Warren Buffett is making his case.
Stocks, or investments in any "productive" asset, will "prove to be the runaway winner" over bonds or gold "over any extended period of time" .. and "more important, it will be by far the safest."
Buffett lays out the argument in a bylined article appearing in Fortune's February 27 issue and on its web site.
It's described as an "adaptation" from his upcoming annual letter to Berkshire Hathaway shareholders.
Fortune's Carol Loomis edits that letter each year with Buffett.
In the piece, Buffett argues that bonds "should come with a warning label" right now, because interest rates aren't high enough to make up for inflation and taxes.

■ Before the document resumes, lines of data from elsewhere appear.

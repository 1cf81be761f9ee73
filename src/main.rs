//! Home Assistant MCP Core - Entry Point
//!
//! Modes:
//! - Default: connect and keep the link alive, logging JSON to stderr
//! - --pretty / -p: human-readable logs to stdout
//! - --check / -c: connect once, print stats as JSON and exit

use hass_mcp::{Config, HassClient};
use tracing::{error, info, warn, Level};
use tracing_subscriber::FmtSubscriber;

#[tokio::main]
async fn main() -> anyhow::Result<()> {
    // Load environment
    dotenvy::dotenv().ok();

    // Parse args
    let args: Vec<String> = std::env::args().collect();
    let pretty_mode = args.iter().any(|a| a == "--pretty" || a == "-p");
    let check_mode = args.iter().any(|a| a == "--check" || a == "-c");
    let help_mode = args.iter().any(|a| a == "--help" || a == "-h");

    if help_mode {
        println!("Home Assistant MCP Core v{}", env!("CARGO_PKG_VERSION"));
        println!();
        println!("Usage: hass-mcp [OPTIONS]");
        println!();
        println!("Options:");
        println!("  --pretty, -p   Human-readable logs on stdout");
        println!("  --check, -c    Connect, print stats as JSON and exit");
        println!("  --help, -h     Show this help");
        println!();
        println!("Environment variables:");
        println!("  HASS_URL                       Home Assistant URL (default: http://homeassistant.local:8123)");
        println!("  HASS_TOKEN                     Long-lived access token (required)");
        println!("  HASS_RECONNECT_MAX_ATTEMPTS    Reconnect attempts before giving up (default: 10)");
        println!("  HASS_HEARTBEAT_INTERVAL_SECS   Ping period, 0 disables (default: 30)");
        println!("  HASS_REQUEST_TIMEOUT_SECS      Per-request deadline (default: 60)");
        println!("  HASS_ALLOWED_DOMAINS           Comma list of cached domains (default: all)");
        println!("  HASS_RATE_LIMIT                Requests per caller per window (default: 100)");
        println!("  RUST_LOG                       Log level (default: info)");
        return Ok(());
    }

    // Setup logging based on mode
    let log_level = std::env::var("RUST_LOG")
        .map(|s| match s.to_lowercase().as_str() {
            "trace" => Level::TRACE,
            "debug" => Level::DEBUG,
            "warn" => Level::WARN,
            "error" => Level::ERROR,
            _ => Level::INFO,
        })
        .unwrap_or(Level::INFO);

    if pretty_mode {
        let subscriber = FmtSubscriber::builder()
            .with_max_level(log_level)
            .with_ansi(true)
            .finish();
        tracing::subscriber::set_global_default(subscriber)?;
    } else {
        // stdout stays free for the orchestrator
        let subscriber = FmtSubscriber::builder()
            .with_max_level(log_level)
            .with_writer(std::io::stderr)
            .with_ansi(false)
            .json()
            .finish();
        tracing::subscriber::set_global_default(subscriber)?;
    }

    info!("Home Assistant MCP Core v{}", env!("CARGO_PKG_VERSION"));

    let config = Config::from_env()?;
    let stats_interval = config.stats_interval;
    let client = HassClient::new(config)?;
    let mut lifecycle = client.lifecycle();

    client.connect().await?;

    if check_mode {
        println!("{}", serde_json::to_string_pretty(&client.stats())?);
        client.shutdown().await;
        return Ok(());
    }

    let mut stats = tokio::time::interval(stats_interval);
    loop {
        tokio::select! {
            _ = tokio::signal::ctrl_c() => {
                info!("Interrupted, shutting down");
                break;
            }
            event = lifecycle.recv() => match event {
                Some(event @ hass_mcp::LifecycleEvent::PermanentlyDisconnected { .. }) => {
                    error!("{}", event);
                    break;
                }
                Some(event) => info!("Lifecycle: {}", event),
                None => {
                    warn!("Lifecycle stream closed");
                    break;
                }
            },
            _ = stats.tick() => {
                let stats = client.stats();
                info!(
                    state = %stats.connection_state,
                    entities = stats.cache_size,
                    queue = stats.queue_depth,
                    pending = stats.pending_requests,
                    "Link stats"
                );
            }
        }
    }

    client.shutdown().await;
    Ok(())
}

Even though bonds, and other currency-based investments, have a reputation of being safe, "in truth they are among the most dangerous of assets."

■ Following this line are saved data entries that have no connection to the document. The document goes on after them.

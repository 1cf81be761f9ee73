//! Command queue
//!
//! Bounded landing zone for commands refused by an open circuit breaker.
//! Every entry settles exactly once: with the executor's result on drain,
//! with `Expired` once older than its max age, or with `QueueCleared`.

use parking_lot::Mutex;
use serde::Serialize;
use serde_json::Value;
use std::collections::VecDeque;
use std::future::Future;
use std::pin::Pin;
use std::sync::atomic::{AtomicU64, Ordering};
use std::task::{Context, Poll};
use std::time::{Duration, Instant};
use tokio::sync::oneshot;
use tracing::{debug, info, warn};

use crate::clock::{self, SharedClock};
use crate::error::{CoreError, Result};
use crate::protocol::Request;

/// Queue limits
#[derive(Debug, Clone)]
pub struct QueueConfig {
    pub max_size: usize,
    pub max_age: Duration,
}

impl Default for QueueConfig {
    fn default() -> Self {
        Self {
            max_size: 100,
            max_age: Duration::from_secs(60),
        }
    }
}

/// Completion handle for a queued command
#[derive(Debug)]
pub struct Ticket {
    rx: oneshot::Receiver<Result<Value>>,
}

impl Future for Ticket {
    type Output = Result<Value>;

    fn poll(mut self: Pin<&mut Self>, cx: &mut Context<'_>) -> Poll<Self::Output> {
        Pin::new(&mut self.rx)
            .poll(cx)
            .map(|settled| settled.unwrap_or(Err(CoreError::QueueCleared)))
    }
}

struct QueuedCommand {
    request: Request,
    enqueued_at: Instant,
    max_age: Duration,
    reply: oneshot::Sender<Result<Value>>,
}

impl QueuedCommand {
    fn age(&self, now: Instant) -> Duration {
        now.saturating_duration_since(self.enqueued_at)
    }

    fn expire(self, now: Instant) {
        let age = self.age(now);
        debug!("Queued {} expired after {:?}", self.request.command_type, age);
        let _ = self.reply.send(Err(CoreError::Expired { age }));
    }
}

/// Outcome counts of one drain pass
#[derive(Debug, Clone, Default, PartialEq, Eq, Serialize)]
pub struct DrainReport {
    pub succeeded: usize,
    pub failed: usize,
    pub expired: usize,
}

/// Queue statistics
#[derive(Debug, Clone, Serialize)]
pub struct QueueStats {
    pub depth: usize,
    pub capacity: usize,
    pub enqueued: u64,
    pub expired: u64,
    pub drained: u64,
}

/// Bounded FIFO of deferred commands
pub struct CommandQueue {
    config: QueueConfig,
    clock: SharedClock,
    entries: Mutex<VecDeque<QueuedCommand>>,
    enqueued: AtomicU64,
    expired: AtomicU64,
    drained: AtomicU64,
}

impl CommandQueue {
    pub fn new(config: QueueConfig) -> Self {
        Self::with_clock(config, clock::system())
    }

    pub fn with_clock(config: QueueConfig, clock: SharedClock) -> Self {
        Self {
            config,
            clock,
            entries: Mutex::new(VecDeque::new()),
            enqueued: AtomicU64::new(0),
            expired: AtomicU64::new(0),
            drained: AtomicU64::new(0),
        }
    }

    /// Store a command. A full queue rejects with `QueueFull` and is left
    /// untouched; otherwise aged entries are expired first.
    pub fn enqueue(&self, request: Request) -> Result<Ticket> {
        let now = self.clock.now();
        let mut entries = self.entries.lock();

        if entries.len() >= self.config.max_size {
            warn!(
                "Command queue full ({} entries), rejecting {}",
                entries.len(),
                request.command_type
            );
            return Err(CoreError::QueueFull {
                capacity: self.config.max_size,
            });
        }

        let expired = self.expire_locked(&mut entries, now);
        if expired > 0 {
            debug!("Expired {} queued command(s) on enqueue", expired);
        }

        let (reply, rx) = oneshot::channel();
        debug!("Queued {} ({} waiting)", request.command_type, entries.len() + 1);
        entries.push_back(QueuedCommand {
            request,
            enqueued_at: now,
            max_age: self.config.max_age,
            reply,
        });
        self.enqueued.fetch_add(1, Ordering::Relaxed);
        Ok(Ticket { rx })
    }

    /// Run every queued command through `executor` in FIFO order.
    ///
    /// Entries past their max age at their turn are rejected with `Expired`
    /// and never reach the executor. Commands enqueued while draining wait for
    /// the next pass.
    pub async fn drain<F, Fut>(&self, mut executor: F) -> DrainReport
    where
        F: FnMut(Request) -> Fut,
        Fut: Future<Output = Result<Value>>,
    {
        let batch: Vec<QueuedCommand> = self.entries.lock().drain(..).collect();
        let mut report = DrainReport::default();
        if batch.is_empty() {
            return report;
        }
        info!("Draining {} queued command(s)", batch.len());

        for entry in batch {
            let now = self.clock.now();
            if entry.age(now) > entry.max_age {
                entry.expire(now);
                self.expired.fetch_add(1, Ordering::Relaxed);
                report.expired += 1;
                continue;
            }

            let outcome = executor(entry.request).await;
            match &outcome {
                Ok(_) => report.succeeded += 1,
                Err(e) => {
                    debug!("Queued command failed on drain: {}", e);
                    report.failed += 1;
                }
            }
            self.drained.fetch_add(1, Ordering::Relaxed);
            let _ = entry.reply.send(outcome);
        }

        info!(
            "Queue drained: {} ok, {} failed, {} expired",
            report.succeeded, report.failed, report.expired
        );
        report
    }

    /// Reject every entry older than its max age
    pub fn purge_expired(&self) -> usize {
        let now = self.clock.now();
        let mut entries = self.entries.lock();
        self.expire_locked(&mut entries, now)
    }

    /// Reject everything with `QueueCleared`
    pub fn clear(&self) -> usize {
        let batch: Vec<QueuedCommand> = self.entries.lock().drain(..).collect();
        let count = batch.len();
        for entry in batch {
            let _ = entry.reply.send(Err(CoreError::QueueCleared));
        }
        if count > 0 {
            info!("Cleared {} queued command(s)", count);
        }
        count
    }

    fn expire_locked(&self, entries: &mut VecDeque<QueuedCommand>, now: Instant) -> usize {
        let mut kept = VecDeque::with_capacity(entries.len());
        let mut expired = 0;
        for entry in entries.drain(..) {
            if entry.age(now) > entry.max_age {
                entry.expire(now);
                expired += 1;
            } else {
                kept.push_back(entry);
            }
        }
        *entries = kept;
        self.expired.fetch_add(expired as u64, Ordering::Relaxed);
        expired
    }

    pub fn len(&self) -> usize {
        self.entries.lock().len()
    }

    pub fn is_empty(&self) -> bool {
        self.entries.lock().is_empty()
    }

    pub fn capacity(&self) -> usize {
        self.config.max_size
    }

    pub fn stats(&self) -> QueueStats {
        QueueStats {
            depth: self.len(),
            capacity: self.config.max_size,
            enqueued: self.enqueued.load(Ordering::Relaxed),
            expired: self.expired.load(Ordering::Relaxed),
            drained: self.drained.load(Ordering::Relaxed),
        }
    }
}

Buffett says Berkshire holds U.S. Treasury bills only to make sure the company has quick access to cash if it is suddenly needed.
As for "non-productive" assets, most notably gold, Buffett argues their "owners are not inspired by what the asset itself can produce — it will remain lifeless forever — but rather by the belief that others will desire it even more avidly in the future."
While a rising price can encourage even skeptics to join in, "bubbles blown large enough inevitably pop."
Buffett writes that if all the gold in the world were combined into one cube, about 68 feet on each side, it would be worth $9.6 trillion at its current price of $1750 per ounce.
For that amount of money, "we could buy all U.S. cropland (400 million acres with output of about $200 billion annually), plus 16 Exxon Mobils (the world's most profitable company, one earning more than $40 billion annually.)"
Another trillion would be left over.
"A century from now the 400 million acres of farmland will have produced staggering amounts of corn, wheat, cotton, and other crops -- and will continue to produce that valuable bounty, whatever the currency may be. Exxon Mobil (XOM) will probably have delivered trillions of dollars in dividends to its owners and will also hold assets worth many more trillions (and, remember, you get 16 Exxons). The 170,000 tons of gold will be unchanged in size and still incapable of producing anything. You can fondle the cube, but it will not respond."